It almost seems like some twisted kiss of fate that Alex James, Zack’s oldest brother (who by the way is about ten years older than Zack showing a good example of the relative sense of “younger” writers Allan was bringing in. Certainly nobody as young as twenty something Kenny Jacobs), an old friend of ours from the old neighborhood, who went on to become a successful lawyer, went on a business trip to San Francisco last spring (2017). While there out of the blue Alex saw an advertisement on the side of a bus for something called The Summer of Love Experience, 1967 at the de Young Museum in famous Golden Gate Park. Sneaking (according to Alex) out one afternoon he saw the exhibition and was positively floored by the experience. See, he, we, under the “guidance” of the late Peter Paul Markin had been in the thick of the “drugs, sex, and rock and roll” mantra which all of that experience went under. When he got back to Boston Alex called or e-mailed everybody he knew from back in the days who was still standing and who had gone out there to see what was happening, to see as Markin had called it “the world turned upside down.” He gathered a number of us, including Zack who had gone to journalism school and was a veteran of various workshop programs, together in order to propose that in honor of our fallen brother Markin each write our “memoirs” of those times with Zack as editor and publisher. Those who agreed included old friend Allan Jackson who had also gone out there with us. The venture was a great success and various portions were posted last summer on the ALH blog as well as in booklet form.     

That seemingly small exercise in 1960s nostalgia apparently snapped something in Allan’s head. I have already mentioned the drift of the blog on the part of the older writers who were allowed by Allan to pick whatever subject they wanted (with the left-overs to the younger writers). Last summer right after the memorial booklet was published and articles posted Allan decided to do a massive blanket coverage of the 50th anniversary of the Summer of Love by assigning a million topics related to that time. If you couldn’t link the Summer of Love, or the 1960s “hippie” experience, into your article he would red-pencil what you had written. (Allan liked to use a red pencil to “edit” something about his radical red youth he said when asked why he didn’t use the usual blue pencil.) This was no joke on Allan’s part. I was doing a little piece on figure skating after reviewing a Sonja Henny 1930s film. Allan asked me why I didn’t bring up the ice skating rink at Fillmore and Pacific where “hippies” would go to skate during 1967 when we were out there. WTF.

All of this came to a head when young Alden Riley, a new hire for the film department to help Sandy Salmon out with the increased load of films that were projected by Greg on the site. He was “assigned” by Allan, over Sandy’s head, to do a review on a bio/pic about Janis Joplin, a key musical figure in the heady days of the Monterey Pops Festival. Reason? After Sandy had done a review of D. A Pennebaker’s documentary about the first Monterey Festival he mentioned Ms. Joplin’s name and Alan said he did not know who she was. Allan heard about that blunder and ordered the assignment as “punishment’ is what he told Si Lannon, another of our old friends. Things only got worse from there as Allan double-downed on the Summer of Love connection for each article.

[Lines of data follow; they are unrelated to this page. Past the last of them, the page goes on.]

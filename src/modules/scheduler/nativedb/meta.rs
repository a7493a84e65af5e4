// Copyright © 2025 mailroom.dev
// Licensed under Mailroom License Agreement v1.0
// Unauthorized copying, modification, or distribution is prohibited.

use std::sync::Arc;

use itertools::Itertools;
use native_db::Database;

use crate::{
    modules::{
        database::{
            batch_delete_impl, batch_insert_impl, batch_update_impl, filter_by_secondary_key_impl,
            insert_impl, secondary_find_impl, update_impl,
        },
        error::{code::ErrorCode, MailroomResult},
        scheduler::{
            model::{TaskMeta, TaskStatus},
            nativedb::{TaskMetaEntity, TaskMetaEntityKey},
            store::TaskStore,
        },
        settings::cli::SETTINGS,
    },
    raise_error, utc_now,
};

const HOUR_TO_MS: i64 = 60 * 60 * 1000;

#[derive(Clone)]
pub struct NativeDbTaskStore {
    pub store: Arc<Database<'static>>,
}

impl NativeDbTaskStore {
    pub fn init(database: Arc<Database<'static>>) -> Self {
        Self {
            store: database.clone(),
        }
    }

    pub async fn fetch_pending_tasks(
        database: &Arc<Database<'static>>,
    ) -> MailroomResult<Vec<TaskMeta>> {
        let result: Vec<TaskMetaEntity> = batch_update_impl(
            database,
            |rw| {
                let candidates: Vec<TaskMetaEntity> = rw
                    .scan()
                    .secondary(TaskMetaEntityKey::status)
                    .map_err(|e| raise_error!(format!("{:#?}", e), ErrorCode::InternalError))?
                    .start_with(TaskStatus::Scheduled.code())
                    .map_err(|e| raise_error!(format!("{:#?}", e), ErrorCode::InternalError))?
                    .try_collect()
                    .map_err(|e| raise_error!(format!("{:#?}", e), ErrorCode::InternalError))?;

                Ok(candidates
                    .into_iter()
                    .filter(|c| c.next_run <= utc_now!())
                    .take(500)
                    .collect())
            },
            move |data| {
                let mut result = Vec::new();
                for entity in data.iter() {
                    let mut updated = entity.clone();
                    updated.status = TaskStatus::Running;
                    updated.updated_at = utc_now!();
                    result.push((entity.clone(), updated));
                }
                Ok(result)
            },
        )
        .await?;

        Ok(result.into_iter().map(Into::into).collect())
    }

    async fn update_status(
        database: &Arc<Database<'static>>,
        task_id: u64,
        is_success: bool,
        last_error: Option<String>,
        last_duration_ms: Option<usize>,
        retry_count: Option<usize>,
        next_run: Option<i64>,
    ) -> MailroomResult<()> {
        update_impl(
            database,
            move |rw| {
                rw.get()
                    .secondary::<TaskMetaEntity>(TaskMetaEntityKey::id, task_id)
                    .map_err(|e| raise_error!(format!("{:#?}", e), ErrorCode::InternalError))?
                    .ok_or_else(|| {
                        raise_error!(
                            format!(
                                "The task with id={} that you want to modify was not found.",
                                &task_id
                            ),
                            ErrorCode::ResourceNotFound
                        )
                    })
            },
            move |current| {
                let mut updated = current.clone();
                updated.last_duration_ms = last_duration_ms;
                updated.retry_count = retry_count;
                updated.updated_at = utc_now!();
                match (updated.status.clone(), is_success) {
                    (TaskStatus::Stopped | TaskStatus::Removed, false) => {
                        updated.last_error = last_error;
                    }
                    (_, true) => {
                        updated.status = TaskStatus::Success;
                    }
                    (_, false) => {
                        updated.status = TaskStatus::Failed;
                        updated.last_error = last_error;
                        if let Some(next_run) = next_run {
                            updated.next_run = next_run;
                            updated.status = TaskStatus::Scheduled;
                        }
                    }
                }
                Ok(updated)
            },
        )
        .await?;
        Ok(())
    }

    pub async fn clean_up(database: &Arc<Database<'static>>) -> MailroomResult<()> {
        let statuses_to_clean = [
            TaskStatus::Removed,
            TaskStatus::Success,
            TaskStatus::Failed,
            TaskStatus::Stopped,
        ];

        let cleanup_interval_ms = SETTINGS.mailroom_cleanup_interval_hours as i64 * HOUR_TO_MS;
        let now = utc_now!();

        for status in statuses_to_clean {
            let task_ids: Vec<u64> = {
                let r = database
                    .r_transaction()
                    .map_err(|e| raise_error!(format!("{:#?}", e), ErrorCode::InternalError))?;
                r.scan()
                    .secondary::<TaskMetaEntity>(TaskMetaEntityKey::status)
                    .map_err(|e| raise_error!(format!("{:#?}", e), ErrorCode::InternalError))?
                    .start_with(status.code())
                    .map_err(|e| raise_error!(format!("{:#?}", e), ErrorCode::InternalError))?
                    .filter_map(|result| match result {
                        Ok(t) if now - t.created_at > cleanup_interval_ms => Some(Ok(t.id)),
                        Ok(_) => None,
                        Err(e) => Some(Err(e)),
                    })
                    .try_collect()
                    .map_err(|e| raise_error!(format!("{:#?}", e), ErrorCode::InternalError))?
            };

            let chunks: Vec<Vec<u64>> = task_ids.chunks(100).map(|chunk| chunk.to_vec()).collect();

            for chunk in chunks {
                batch_delete_impl(database, move |rw| {
                    let to_delete: Vec<TaskMetaEntity> = chunk
                        .iter()
                        .filter_map(|task_id| {
                            rw.get()
                                .secondary(TaskMetaEntityKey::id, *task_id)
                                .map_err(|e| {
                                    raise_error!(format!("{:#?}", e), ErrorCode::InternalError)
                                })
                                .ok()
                                .flatten()
                        })
                        .collect();
                    Ok(to_delete)
                })
                .await?;
            }
        }

        Ok(())
    }

    pub async fn set_status(
        database: &Arc<Database<'static>>,
        task_id: u64,
        status: TaskStatus,
        reason: Option<String>,
    ) -> MailroomResult<()> {
        assert!(matches!(status, TaskStatus::Removed | TaskStatus::Stopped));
        update_impl(
            database,
            move |rw| {
                rw.get()
                    .secondary::<TaskMetaEntity>(TaskMetaEntityKey::id, task_id)
                    .map_err(|e| raise_error!(format!("{:#?}", e), ErrorCode::InternalError))?
                    .ok_or_else(|| {
                        raise_error!(
                            format!(
                                "The task with id={} that you want to modify was not found.",
                                &task_id
                            ),
                            ErrorCode::ResourceNotFound
                        )
                    })
            },
            |current| {
                let mut updated = current.clone();
                updated.status = status;
                updated.stopped_reason = reason;
                updated.updated_at = utc_now!();
                Ok(updated)
            },
        )
        .await?;
        Ok(())
    }

    pub async fn heartbeat(
        database: &Arc<Database<'static>>,
        task_id: u64,
    ) -> MailroomResult<()> {
        update_impl(
            database,
            move |rw| {
                rw.get()
                    .secondary::<TaskMetaEntity>(TaskMetaEntityKey::id, task_id)
                    .map_err(|e| raise_error!(format!("{:#?}", e), ErrorCode::InternalError))?
                    .ok_or_else(|| {
                        raise_error!(
                            format!(
                                "The task with id={} that you want to modify was not found.",
                                task_id
                            ),
                            ErrorCode::ResourceNotFound
                        )
                    })
            },
            move |current| {
                let mut updated = current.clone();
                updated.heartbeat_at = utc_now!();
                Ok(updated)
            },
        )
        .await?;
        Ok(())
    }

    /// Reschedules tasks left in Running state by a previous process.
    pub async fn restore(database: &Arc<Database<'static>>) -> MailroomResult<()> {
        tracing::info!("starting task restore...");
        let running_tasks = filter_by_secondary_key_impl::<TaskMetaEntity>(
            database,
            TaskMetaEntityKey::status,
            TaskStatus::Running.code(),
        )
        .await?;
        let rw = database
            .rw_transaction()
            .map_err(|e| raise_error!(format!("{:#?}", e), ErrorCode::InternalError))?;
        for task in running_tasks {
            let mut updated = task.clone();
            if let Some(retry_count) = task.retry_count {
                if retry_count >= task.max_retries.unwrap_or(0) as usize {
                    updated.status = TaskStatus::Removed;
                    updated.stopped_reason = Some(
                        "Max retries exceeded, Automatically stopped during task restoration"
                            .into(),
                    );
                } else {
                    updated.status = TaskStatus::Scheduled;
                }
            } else {
                updated.status = TaskStatus::Scheduled;
            }
            updated.updated_at = utc_now!();
            rw.update(task.clone(), updated)
                .map_err(|e| raise_error!(format!("{:#?}", e), ErrorCode::InternalError))?;
        }
        rw.commit()
            .map_err(|e| raise_error!(format!("{:#?}", e), ErrorCode::InternalError))?;
        tracing::info!("finished task restore.");
        Ok(())
    }

    pub async fn get(
        database: &Arc<Database<'static>>,
        task_id: u64,
    ) -> MailroomResult<Option<TaskMeta>> {
        secondary_find_impl::<TaskMetaEntity>(database, TaskMetaEntityKey::id, task_id)
            .await
            .map(|opt| opt.map(Into::into))
    }

    pub async fn list_all(
        database: &Arc<Database<'static>>,
        task_key: &str,
    ) -> MailroomResult<Vec<TaskMetaEntity>> {
        filter_by_secondary_key_impl(database, TaskMetaEntityKey::task_key, task_key.to_string())
            .await
    }

    pub async fn store_one(
        database: &Arc<Database<'static>>,
        task: TaskMeta,
    ) -> MailroomResult<()> {
        let entity: TaskMetaEntity = task.into();
        insert_impl(database, entity).await
    }

    pub async fn store_many(
        database: &Arc<Database<'static>>,
        tasks: Vec<TaskMeta>,
    ) -> MailroomResult<()> {
        let batch: Vec<TaskMetaEntity> = tasks.into_iter().map(Into::into).collect();
        batch_insert_impl(database, batch).await
    }
}

impl TaskStore for NativeDbTaskStore {
    async fn store_task(&self, task: TaskMeta) -> MailroomResult<()> {
        let db = self.store.clone();
        Self::store_one(&db, task).await
    }

    async fn store_tasks(&self, tasks: Vec<TaskMeta>) -> MailroomResult<()> {
        let db = self.store.clone();
        Self::store_many(&db, tasks).await
    }

    async fn fetch_pending_tasks(&self) -> MailroomResult<Vec<TaskMeta>> {
        let db = self.store.clone();
        Self::fetch_pending_tasks(&db).await
    }

    async fn update_task_execution_status(
        &self,
        task_id: u64,
        is_success: bool,
        last_error: Option<String>,
        last_duration_ms: Option<usize>,
        retry_count: Option<usize>,
        next_run: Option<i64>,
    ) -> MailroomResult<()> {
        let db = self.store.clone();
        Self::update_status(
            &db,
            task_id,
            is_success,
            last_error,
            last_duration_ms,
            retry_count,
            next_run,
        )
        .await
    }

    async fn heartbeat(&self, task_id: u64) -> MailroomResult<()> {
        let db = self.store.clone();
        Self::heartbeat(&db, task_id).await
    }

    async fn set_task_stopped(&self, task_id: u64, reason: Option<String>) -> MailroomResult<()> {
        let db = self.store.clone();
        Self::set_status(&db, task_id, TaskStatus::Stopped, reason).await
    }

    async fn cleanup(&self) -> MailroomResult<()> {
        let db = self.store.clone();
        Self::clean_up(&db).await
    }
}
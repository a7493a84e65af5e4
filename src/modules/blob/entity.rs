// Copyright © 2025 mailroom.dev
// Licensed under Mailroom License Agreement v1.0
// Unauthorized copying, modification, or distribution is prohibited.

use crate::modules::database::manager::DB_MANAGER;
use crate::modules::database::{insert_impl, secondary_find_impl};
use crate::modules::error::code::ErrorCode;
use crate::modules::error::MailroomResult;
use crate::{id, raise_error, sha256_hex, utc_now};
use native_db::*;
use native_model::{native_model, Model};
use serde::{Deserialize, Serialize};

/// Immutable content-addressed bytes owned by one mailbox. The sha256 is
/// computed over the decoded content, so identical payloads are stored once
/// per mailbox regardless of transfer encoding.
#[derive(Clone, Debug, Default, Eq, PartialEq, Deserialize, Serialize)]
#[native_model(id = 9, version = 1)]
#[native_db(primary_key(pk -> String), secondary_key(content_key -> String, unique))]
pub struct Blob {
    #[secondary_key(unique)]
    pub id: u64,

    #[secondary_key]
    pub mailbox_id: u64,

    /// Hex SHA-256 of the decoded content.
    pub sha256: String,

    pub size: u64,

    pub content_type: String,

    /// Raw decoded bytes. Kept inline today; the content address leaves room
    /// to offload to an object store later.
    pub raw_content: Vec<u8>,

    pub size_compressed: Option<u64>,
    pub compression: Option<String>,

    pub created_at: i64,
    pub updated_at: i64,
}

impl Blob {
    fn pk(&self) -> String {
        format!("{}_{}", self.created_at, self.id)
    }

    fn content_key(&self) -> String {
        format!("{}:{}", self.mailbox_id, self.sha256)
    }

    pub fn new(mailbox_id: u64, content: Vec<u8>, content_type: &str) -> Self {
        let sha256 = sha256_hex!(&content);
        Self {
            id: id!(64),
            mailbox_id,
            sha256,
            size: content.len() as u64,
            content_type: content_type.to_string(),
            raw_content: content,
            size_compressed: None,
            compression: None,
            created_at: utc_now!(),
            updated_at: utc_now!(),
        }
    }

    pub async fn get(id: u64) -> MailroomResult<Option<Blob>> {
        secondary_find_impl(DB_MANAGER.meta_db(), BlobKey::id, id).await
    }

    pub async fn require(id: u64) -> MailroomResult<Blob> {
        Self::get(id).await?.ok_or_else(|| {
            raise_error!(
                format!("Blob with id={} not found", id),
                ErrorCode::ResourceNotFound
            )
        })
    }

    pub async fn find_by_content(
        mailbox_id: u64,
        sha256: &str,
    ) -> MailroomResult<Option<Blob>> {
        secondary_find_impl(
            DB_MANAGER.meta_db(),
            BlobKey::content_key,
            format!("{}:{}", mailbox_id, sha256),
        )
        .await
    }

    /// Content-addressed insert: reuses the mailbox's existing blob when the
    /// same bytes are already stored.
    pub async fn get_or_create(
        mailbox_id: u64,
        content: Vec<u8>,
        content_type: &str,
    ) -> MailroomResult<Blob> {
        let sha256 = sha256_hex!(&content);
        if let Some(existing) = Self::find_by_content(mailbox_id, &sha256).await? {
            return Ok(existing);
        }
        let blob = Self::new(mailbox_id, content, content_type);
        insert_impl(DB_MANAGER.meta_db(), blob.clone()).await?;
        Ok(blob)
    }
}

#[cfg(test)]
mod tests {
    use super::*;

    #[test]
    fn test_sha256_is_of_decoded_content() {
        let blob = Blob::new(1, b"hello world".to_vec(), "text/plain");
        assert_eq!(
            blob.sha256,
            "b94d27b9934d3e08a52e52d7da7dabfac484efe37a5380ee9088f7ace2efcde9"
        );
        assert_eq!(blob.size, 11);
    }
}
use crate::modules::scheduler::cleaner::TaskCleaner;
use crate::modules::scheduler::flow::TaskFlow;
use crate::modules::scheduler::handlers::TaskHandlers;
use crate::modules::scheduler::store::TaskStore;
use crate::modules::scheduler::task::Task;
use crate::modules::scheduler::updater::TaskStatusUpdater;
use crate::utc_now;
use dashmap::DashMap;
use std::sync::Arc;
use std::time::Duration;

pub struct TaskContext<S>
where
    S: TaskStore + Send + Sync + Clone + 'static,
{
    queue_concurrency: DashMap<String, usize>,
    handlers: TaskHandlers,
    store: Arc<S>,
}

impl<S> TaskContext<S>
where
    S: TaskStore + Send + Sync + Clone + 'static,
{
    pub fn with_arc_store(store: Arc<S>) -> Self {
        Self {
            queue_concurrency: DashMap::new(),
            handlers: TaskHandlers::new(),
            store,
        }
    }

    /// Registers a new task type in the context.
    pub fn register<T>(mut self) -> Self
    where
        T: Task,
    {
        self.handlers.register::<T>();
        self.queue_concurrency.insert(T::TASK_QUEUE.to_owned(), 4);
        self
    }

    /// Sets the concurrency level for a specified queue.
    pub fn set_concurrency(self, queue: &str, count: usize) -> Self {
        self.queue_concurrency.insert(queue.to_owned(), count);
        self
    }

    fn start_task_cleaner(&self) {
        let cleaner = TaskCleaner::new(self.store.clone());
        cleaner.start(Duration::from_secs(60 * 10));
    }

    async fn start_flow(&self) {
        let status_updater = Arc::new(TaskStatusUpdater::new(
            self.store.clone(),
            self.queue_concurrency.len(),
        ));

        let flow = Arc::new(TaskFlow::new(
            self.store.clone(),
            &self.queue_concurrency,
            Arc::new(self.handlers.clone()),
            status_updater,
        ));

        flow.start().await;
    }

    /// Runs the task context, enabling workers and the task cleaner.
    pub async fn start_with_cleaner(self) -> Self {
        self.start_flow().await;
        self.start_task_cleaner();
        self
    }

    /// Adds a new task to the context for execution.
    pub async fn add_task<T>(&self, task: T, delay_seconds: Option<u32>) -> Result<(), String>
    where
        T: Task + Send + Sync + 'static,
    {
        let mut task_meta = task.new_meta();
        let delay_seconds = delay_seconds.unwrap_or(task_meta.delay_seconds) * 1000;
        let next_run = utc_now!() + delay_seconds as i64;
        task_meta.next_run = next_run;
        self.store
            .store_task(task_meta)
            .await
            .map_err(|e| format!("{:#?}", e))
    }

    /// Stops a scheduled or running task.
    pub async fn stop_task(&self, task_id: u64, stop_reason: Option<String>) -> Result<(), String> {
        self.store
            .set_task_stopped(task_id, stop_reason)
            .await
            .map_err(|e| format!("{:#?}", e))
    }
}
use crate::modules::logger::{validate_log_level, LocalTimer};
use crate::modules::settings::cli::SETTINGS;
use crate::modules::settings::dir::DATA_DIR_MANAGER;
use std::sync::OnceLock;
use tracing::level_filters::LevelFilter;
use tracing::Level;
use tracing_appender::non_blocking::{NonBlocking, WorkerGuard};
use tracing_appender::rolling::{RollingFileAppender, Rotation};
use tracing_subscriber::fmt;
use tracing_subscriber::layer::SubscriberExt;

pub static LOG_WORKER_GUARD: OnceLock<Vec<WorkerGuard>> = OnceLock::new();

pub fn setup_file_logger() -> Result<(), tracing::dispatcher::SetGlobalDefaultError> {
    validate_log_level(&SETTINGS.mailroom_log_level);
    let level = SETTINGS.mailroom_log_level.parse::<Level>().unwrap();
    let with_ansi = SETTINGS.mailroom_ansi_logs;

    let (server_nonb, server_guard) = server_log_writer();
    LOG_WORKER_GUARD.set(vec![server_guard]).unwrap();

    let server_layer = fmt::layer()
        .with_timer(LocalTimer)
        .with_ansi(with_ansi)
        .with_level(true)
        .with_writer(server_nonb)
        .with_target(true);

    let subscriber = tracing_subscriber::registry()
        .with(LevelFilter::from_level(level))
        .with(server_layer);

    tracing::subscriber::set_global_default(subscriber)
}

fn server_log_writer() -> (NonBlocking, WorkerGuard) {
    let rolling = RollingFileAppender::builder()
        .rotation(Rotation::DAILY)
        .filename_prefix("server")
        .max_log_files(SETTINGS.mailroom_max_server_log_files)
        .build(DATA_DIR_MANAGER.log_dir.clone())
        .expect("failed to initialize rolling file appender");
    let (nb, wg) = tracing_appender::non_blocking(rolling);
    (nb, wg)
}
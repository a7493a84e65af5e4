use crate::modules::{common::signal::SIGNAL_MANAGER, error::MailroomResult};
use std::{future::Future, time::Duration};
use tokio::sync::oneshot;
use tracing::{info, warn};

pub struct PeriodicTask {
    name: String,
}

pub struct TaskHandle {
    cancel_sender: Option<oneshot::Sender<()>>,
    join_handle: tokio::task::JoinHandle<()>,
}

impl TaskHandle {
    pub async fn cancel(self) {
        if let Some(sender) = self.cancel_sender {
            let _ = sender.send(());
        }
        let _ = self.join_handle.await;
    }
}

impl PeriodicTask {
    pub fn new(name: &str) -> Self {
        Self {
            name: name.to_owned(),
        }
    }

    /// If `enable_cancel` is true, allows cancellation through TaskHandle::cancel
    pub fn start<F, T>(
        self,
        task: T,
        param: Option<u64>,
        interval: Duration,
        enable_cancel: bool,
        run_immediately: bool,
    ) -> TaskHandle
    where
        T: Fn(Option<u64>) -> F + Send + Sync + 'static,
        F: Future<Output = MailroomResult<()>> + Send + 'static,
    {
        info!("Task '{}' started", &self.name);

        let (cancel_sender_opt, cancel_receiver_opt) = if enable_cancel {
            let (tx, rx) = oneshot::channel::<()>();
            (Some(tx), Some(rx))
        } else {
            (None, None)
        };

        let name_clone = self.name.clone();

        let join_handle = tokio::spawn(async move {
            let mut interval = tokio::time::interval(interval);
            let mut shutdown = SIGNAL_MANAGER.subscribe();

            if !run_immediately {
                interval.tick().await; // discard first immediate tick
            }
            let mut cancel_receiver = cancel_receiver_opt;

            loop {
                tokio::select! {
                    _ = interval.tick() => {
                        match task(param).await {
                            Ok(()) => {},
                            Err(e) => {
                                warn!("Task '{}' failed: {:?}", name_clone, e);
                            },
                        }
                    }
                    // only enabled if cancel_receiver is Some
                    _ = async {
                        if let Some(ref mut rx) = cancel_receiver {
                            rx.await.ok()
                        } else {
                            futures::future::pending().await
                        }
                    } => {
                        info!("Task '{}' received cancellation signal", name_clone);
                        break;
                    }
                    _ = shutdown.recv() => {
                        info!("Task '{}' shutting down due to shutdown signal", name_clone);
                        break;
                    }
                }
            }

            info!("Task '{}' stopped", name_clone);
        });

        TaskHandle {
            cancel_sender: cancel_sender_opt,
            join_handle,
        }
    }
}
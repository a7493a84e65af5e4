use crate::modules::error::code::ErrorCode;
use crate::modules::inbound::task::{ProcessInboundTask, INBOUND_QUEUE};
use crate::modules::outbound::task::{SendMessageTask, OUTBOX_QUEUE};
use crate::modules::scheduler::context::TaskContext;
use crate::modules::scheduler::model::TaskStatus;
use crate::modules::scheduler::nativedb::meta::NativeDbTaskStore;
use crate::modules::scheduler::task::Task;
use crate::modules::settings::cli::SETTINGS;
use crate::{
    modules::{context::Initialize, database::manager::DB_MANAGER, error::MailroomResult},
    raise_error,
};
use std::sync::{Arc, OnceLock};
use tokio::sync::RwLock;

static TASK_QUEUE: OnceLock<MailroomTaskQueue> = OnceLock::new();

impl Initialize for MailroomTaskQueue {
    async fn initialize() -> MailroomResult<()> {
        let scheduler = MailroomTaskQueue::new().await;
        let _ = TASK_QUEUE.set(scheduler);
        Ok(())
    }
}

pub struct MailroomTaskQueue {
    pub task_context: Arc<RwLock<TaskContext<NativeDbTaskStore>>>,
}

impl MailroomTaskQueue {
    pub fn get() -> MailroomResult<&'static MailroomTaskQueue> {
        TASK_QUEUE.get().ok_or_else(|| {
            raise_error!("TaskQueue not initialized".into(), ErrorCode::InternalError)
        })
    }

    pub async fn new() -> Self {
        let task_store = Arc::new(NativeDbTaskStore::init(DB_MANAGER.tasks_db().clone()));
        NativeDbTaskStore::restore(DB_MANAGER.tasks_db())
            .await
            .expect("Failed to restore tasks from the scheduler metadata database");
        let task_context = TaskContext::with_arc_store(task_store.clone())
            .register::<ProcessInboundTask>()
            .register::<SendMessageTask>()
            .set_concurrency(INBOUND_QUEUE, SETTINGS.mailroom_inbound_workers)
            .set_concurrency(OUTBOX_QUEUE, SETTINGS.mailroom_send_mail_workers)
            .start_with_cleaner()
            .await;
        MailroomTaskQueue {
            task_context: Arc::new(RwLock::new(task_context)),
        }
    }

    pub async fn submit_task<T>(&self, task: T, delay_seconds: Option<u32>) -> MailroomResult<()>
    where
        T: Task + Send + Sync + 'static,
    {
        let context = self.task_context.write().await;
        context
            .add_task(task, delay_seconds)
            .await
            .map_err(|message| raise_error!(message, ErrorCode::InternalError))
    }

    pub async fn stop_task(
        &self,
        task_id: u64,
        stop_reason: Option<String>,
    ) -> MailroomResult<()> {
        let context = self.task_context.write().await;
        context
            .stop_task(task_id, stop_reason)
            .await
            .map_err(|message| raise_error!(message, ErrorCode::InternalError))
    }

    pub async fn remove_task(&self, id: u64) -> MailroomResult<()> {
        NativeDbTaskStore::set_status(DB_MANAGER.tasks_db(), id, TaskStatus::Removed, None).await
    }
}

I am not quite sure who called the first meeting of essentially the whole rank of younger writers (average age somebody figured out about forty-five years old) to see what they would do about Allan’s manic behavior and their dubious assignments which to a man they could give f - -k about to quote Zack. Maybe it was Zack since he Lance Lawrence and Bradley Fox were the three ringleaders of the uprising who in water cooler legend were dubbed the “Young Turks.” They decided to go to Allan and put their cards on the table. He rebuffed them out of hand. That is when I came in, came to one of their meetings being invited by Alden, to see if I could reason with Allan. I proposed to Allan that we get Greg Green from American Film Gazette to come in to do the day to day operations leaving Allan time to write some stuff on his own or think about future assignments. He bought my argument once I explained that we might lose the whole cohort if things didn’t change. They didn’t as Allan pressed Greg to hand out these never-ending freaking 1960s world assignments.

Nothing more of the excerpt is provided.